Are early V8 L322s really that bad?, I fancy one next and I thought the gearbox problems were just on the diesels? At least you don't have to be concerned with head gaskets, overheating and slipped liners, etc
 
Me too. I fancy the V8 L322 next but was worried about the gearbox? Mind you... having a 4.6 with 2 headgaskets gone in the last 2 months its got to be an improvement - i'm presuming the 4.4 is a big improvement.
 
Are early V8 L322s really that bad?, I fancy one next and I thought the gearbox problems were just on the diesels? At least you don't have to be concerned with head gaskets, overheating and slipped liners, etc

Me too. I fancy the V8 L322 next but was worried about the gearbox? Mind you... having a 4.6 with 2 headgaskets gone in the last 2 months its got to be an improvement - i'm presuming the 4.4 is a big improvement.
The ZF box is better than the Diesel GM box, and aslong as you are up to snuff on the servicing/oil changes they are very good....but like all friction products will eventually wear out - just not as quickly or as badly as the GM box...

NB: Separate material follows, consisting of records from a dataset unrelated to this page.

//! Purpose: The contract every storage format implements, plus shared file plumbing.
//! Exports: `Backend`, `RawHandle`, `SessionMode`, `open_locked`, `remove_file`, `read_line`.
//! Role: Narrow seam between the format-agnostic core and format-specific I/O.
//! Invariants: Constructing a backend never touches storage; `open` does.
//! Invariants: A failed `open` leaks nothing; a raw handle releases its file on drop.
//! Invariants: Readers hold a shared advisory lock, writers an exclusive one.

use std::fmt;
use std::fs::{File, OpenOptions};
use std::io::BufRead;
use std::path::Path;

use bstr::ByteSlice;
use fs2::FileExt;

use crate::core::error::{Error, ErrorKind, io_error_kind};
use crate::core::row::Row;

#[derive(Clone, Copy, Debug, Eq, PartialEq)]
pub enum SessionMode {
    Reading,
    Writing,
}

/// A format backend bound to one location and its format parameters.
pub trait Backend: fmt::Debug + Send + Sync {
    /// Format identifier this backend was registered under.
    fn kind(&self) -> &str;

    fn open(&self, mode: SessionMode) -> Result<Box<dyn RawHandle>, Error>;

    /// Removes the underlying storage.
    fn remove(&self) -> Result<(), Error> {
        Err(Error::new(ErrorKind::Unsupported)
            .with_message(format!("`{}` tables cannot be deleted", self.kind())))
    }
}

/// Live resource produced by `Backend::open`.
pub trait RawHandle: Send {
    /// Next row in storage order, or `None` at end of data.
    fn read_next(&mut self) -> Result<Option<Row>, Error>;

    fn write_next(&mut self, row: &[String]) -> Result<(), Error>;

    /// Header names discovered in storage, if the format carries them.
    fn infer_headers(&mut self) -> Result<Option<Vec<String>>, Error> {
        Ok(None)
    }

    /// Flushes pending output and releases the resource.
    fn close(&mut self) -> Result<(), Error>;
}

/// Opens `path` for `mode` and takes the matching advisory lock without blocking.
///
/// Writing truncates (creating the file if needed); reading requires it to exist.
pub fn open_locked(path: &Path, mode: SessionMode) -> Result<File, Error> {
    let mut options = OpenOptions::new();
    match mode {
        SessionMode::Reading => options.read(true),
        SessionMode::Writing => options.write(true).create(true),
    };
    let file = options.open(path).map_err(|err| Error::io(err, path))?;

    let locked = match mode {
        SessionMode::Reading => FileExt::try_lock_shared(&file),
        SessionMode::Writing => FileExt::try_lock_exclusive(&file),
    };
    locked.map_err(|err| {
        let kind = match io_error_kind(&err) {
            ErrorKind::NotFound => ErrorKind::Io,
            kind => kind,
        };
        let mut error = Error::new(kind).with_path(path).with_source(err);
        if kind == ErrorKind::Busy {
            error = error.with_message("table is open in another session");
        }
        error
    })?;

    // Truncate only under the exclusive lock.
    if mode == SessionMode::Writing {
        file.set_len(0).map_err(|err| Error::io(err, path))?;
    }
    Ok(file)
}

pub fn remove_file(path: &Path) -> Result<(), Error> {
    std::fs::remove_file(path).map_err(|err| {
        Error::io(err, path).with_message("failed to delete table")
    })
}

/// Reads one text line without its terminator (`\n` or `\r\n`); `None` at end of data.
pub fn read_line<R: BufRead>(
    reader: &mut R,
    buf: &mut Vec<u8>,
    path: &Path,
    line: u64,
) -> Result<Option<String>, Error> {
    buf.clear();
    let read = reader
        .read_until(b'\n', buf)
        .map_err(|err| Error::io(err, path).with_row(line))?;
    if read == 0 {
        return Ok(None);
    }
    let mut text = buf.as_slice();
    if let Some(rest) = text.strip_suffix(b"\n") {
        text = rest;
    }
    if let Some(rest) = text.strip_suffix(b"\r") {
        text = rest;
    }
    let text = text.to_str().map_err(|err| {
        Error::new(ErrorKind::Io)
            .with_message("line is not valid UTF-8")
            .with_path(path)
            .with_row(line)
            .with_source(err)
    })?;
    Ok(Some(text.to_string()))
}

#[cfg(test)]
mod tests {
    use super::{SessionMode, open_locked, read_line, remove_file};
    use crate::core::error::ErrorKind;
    use std::io::{Cursor, Write};
    use std::path::Path;

    #[test]
    fn read_line_strips_terminators() {
        let mut input = Cursor::new(b"a\tb\r\nc\n\nlast".to_vec());
        let mut buf = Vec::new();
        let path = Path::new("t.tab");
        let mut lines = Vec::new();
        while let Some(line) = read_line(&mut input, &mut buf, path, 0).expect("line") {
            lines.push(line);
        }
        assert_eq!(lines, ["a\tb", "c", "", "last"]);
    }

    #[test]
    fn read_line_rejects_invalid_utf8() {
        let mut input = Cursor::new(vec![0xff, 0xfe, b'\n']);
        let mut buf = Vec::new();
        let err = read_line(&mut input, &mut buf, Path::new("t.tab"), 7).expect_err("err");
        assert_eq!(err.kind(), ErrorKind::Io);
        assert_eq!(err.row(), Some(7));
    }

    #[test]
    fn reading_missing_file_is_not_found() {
        let dir = tempfile::tempdir().expect("tempdir");
        let err = open_locked(&dir.path().join("missing.tab"), SessionMode::Reading)
            .expect_err("err");
        assert_eq!(err.kind(), ErrorKind::NotFound);
    }

    #[test]
    fn writing_truncates_existing_content() {
        let dir = tempfile::tempdir().expect("tempdir");
        let path = dir.path().join("t.tab");
        std::fs::write(&path, "old content\n").expect("seed");
        let mut file = open_locked(&path, SessionMode::Writing).expect("open");
        file.write_all(b"new\n").expect("write");
        drop(file);
        assert_eq!(std::fs::read_to_string(&path).expect("read"), "new\n");
    }

    #[test]
    fn second_writer_is_busy() {
        let dir = tempfile::tempdir().expect("tempdir");
        let path = dir.path().join("t.tab");
        let _first = open_locked(&path, SessionMode::Writing).expect("open");
        let err = open_locked(&path, SessionMode::Writing).expect_err("busy");
        assert_eq!(err.kind(), ErrorKind::Busy);
    }

    #[test]
    fn removing_missing_file_is_not_found() {
        let dir = tempfile::tempdir().expect("tempdir");
        let err = remove_file(&dir.path().join("gone.tab")).expect_err("err");
        assert_eq!(err.kind(), ErrorKind::NotFound);
    }
}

Engine is strong as an ox and generates 280+ BHP which is enouigh to propel these behemoths along at a good lick with little struggle...

Engine is Good aslong as it is serviecd
Box is OK if serviced, but will wear eventually
Early Electronics are a little iffy and prone to hissy fits

Get the latest model you can, preferably 2006+ or fit a recon Torque Convertor
 
L322 is a brilliant vehicle - but complex and expensive... (etc)

Thanks Saint this is exactly the sort of info I was hoping for - thought the mpg might be a bit closer to 20 though, what sort of driving gives you 15 (I know that lpg mpg will be lower than petrol)?

Any other input re the BMW V8s?

I know reliability is a key factor but it is not the only one. I run a Lotus V8 and I also love French cars. I can cope with not having the highest scoring car on JD Power!! what is far more important is what it is like when it is working, as even with my P38, that is most of the time!! For example Jeep Cherokee is a pretty reliable car, but awful to drive.

The GM gearbox issues on L322 and also the liner and head gasket issues on the Rover V8s are a bit worrying though, so I don't think either of those is somewhere I would go - better to hang on to the P38.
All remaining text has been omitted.